Transcriptomic profiling of oncogenic RIT1 and activated YAP1 in lung epithelial cells

Based on xenograft data, we have found that YAP1 activation synergizes with RIT1M90I to promote lung cancer. To investigate the molecular basis for the observed functional synergy, we performed whole-genome RNA-seq in SALE cells expressing RIT1M90I and YAP15SA individually or in combination. We find that RIT1M90I and YAP15SA induced very different transcriptional states with little correlation. And, that transcripts altered by RIT1M90I were not enriched for a YAP1 gene signature, whereas YAP15SA drove activation of this signature.

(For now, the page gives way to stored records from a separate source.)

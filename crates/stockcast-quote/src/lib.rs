//! 시세 소스 구현.
//!
//! 이 크레이트는 다음을 제공합니다:
//! - `QuoteSource` trait: 통합 시세 조회 인터페이스
//! - Finnhub 제공자 (라이브 모드)
//! - 랜덤워크 생성기 (데모 모드)
//! - 시세 조회 에러 처리

pub mod error;
pub mod finnhub;
pub mod simulated;
pub mod traits;

pub use error::QuoteError;
pub use finnhub::FinnhubProvider;
pub use simulated::SimulatedSource;
pub use traits::{QuoteResult, QuoteSource};

use stockcast_core::{AppConfig, FeedMode};

/// 설정된 모드에 맞는 시세 소스를 생성합니다.
///
/// 라이브 모드는 제공자 토큰이 설정되어 있어야 합니다. 데모 모드의
/// 시뮬레이티드 소스는 설정이 필요 없고 실패하지 않습니다.
pub fn build_source(config: &AppConfig) -> QuoteResult<Box<dyn QuoteSource>> {
    match config.feed.mode {
        FeedMode::Live => Ok(Box::new(FinnhubProvider::new(&config.provider)?)),
        FeedMode::Demo => Ok(Box::new(SimulatedSource::new())),
    }
}

#[cfg(test)]
mod tests {
    use super::*;

    #[test]
    fn test_build_source_demo() {
        let config = AppConfig::default();
        let source = build_source(&config).unwrap();

        assert_eq!(source.name(), "simulated");
    }

    #[test]
    fn test_build_source_live_requires_token() {
        let mut config = AppConfig::default();
        config.feed.mode = FeedMode::Live;

        assert!(build_source(&config).is_err());

        config.provider.token = "test-token".to_string();
        let source = build_source(&config).unwrap();
        assert_eq!(source.name(), "finnhub");
    }
}
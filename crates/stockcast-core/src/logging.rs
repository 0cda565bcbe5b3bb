//! tracing을 사용한 로깅 인프라.
//!
//! 이 모듈은 다양한 출력 형식을 지원하는 구조화된 로깅을 제공합니다:
//! - **pretty**: 개발용 사람이 읽기 쉬운 형식
//! - **json**: 운영환경/로그 집계용 JSON 형식
//! - **compact**: 로그 크기를 줄이기 위한 간결한 형식

use tracing_subscriber::{fmt, layer::SubscriberExt, util::SubscriberInitExt, EnvFilter};

use crate::config::LoggingConfig;

/// 로그 출력 형식.
#[derive(Debug, Clone, Copy, Default, PartialEq, Eq)]
pub enum LogFormat {
    /// 색상이 포함된 사람이 읽기 쉬운 형식 (개발용)
    #[default]
    Pretty,
    /// 로그 집계용 JSON 형식 (운영용)
    Json,
    /// 간결한 한 줄 형식
    Compact,
}

impl std::str::FromStr for LogFormat {
    type Err = String;

    fn from_str(s: &str) -> Result<Self, Self::Err> {
        match s.to_lowercase().as_str() {
            "pretty" => Ok(Self::Pretty),
            "json" => Ok(Self::Json),
            "compact" => Ok(Self::Compact),
            _ => Err(format!("Unknown log format: {}", s)),
        }
    }
}

/// 주어진 설정으로 로깅 시스템을 초기화합니다.
///
/// `RUST_LOG` 환경 변수가 설정되어 있으면 설정된 레벨보다 우선합니다.
pub fn init_logging(config: &LoggingConfig) -> Result<(), Box<dyn std::error::Error>> {
    let env_filter =
        EnvFilter::try_from_default_env().or_else(|_| EnvFilter::try_new(&config.level))?;

    let format: LogFormat = config.format.parse::<LogFormat>()?;

    match format {
        LogFormat::Pretty => {
            tracing_subscriber::registry()
                .with(env_filter)
                .with(fmt::layer().pretty().with_target(true))
                .try_init()?;
        }
        LogFormat::Json => {
            tracing_subscriber::registry()
                .with(env_filter)
                .with(fmt::layer().json().with_target(true))
                .try_init()?;
        }
        LogFormat::Compact => {
            tracing_subscriber::registry()
                .with(env_filter)
                .with(fmt::layer().compact().with_target(true))
                .try_init()?;
        }
    }

    tracing::info!(format = ?format, level = %config.level, "Logging initialized");

    Ok(())
}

In addition, we find that when RIT1M90I and YAP15SA w co-expressed, YAP1-regulated gene expression was enhanced by RIT1M90I compared to YAP15SA alone, with known YAP1 targets such as TNNT2, ITGB2, and COL4A3 showing 2.5-3.6 fold increased expression compared to YAP15SA alone. These data suggest that RIT1M90I on its own does not trigger YAP1 target transcription but may instead enhance activation of YAP1 targets in settings of YAP1 activation, such as tumors with Hippo pathway loss. Whole transcriptome (mRNA) profiles of 12 samples. SALE parental, SALE-RIT1M90I, SALE-YAP5SA, and SALE-RIT1M90I + YAP5SA were generated through lentiviral transduction of either, RIT1 M90I, YAP5SA, or RIT1M90I + YAP5SA). Sequenced in triplicate on Illumina HiSeq2500.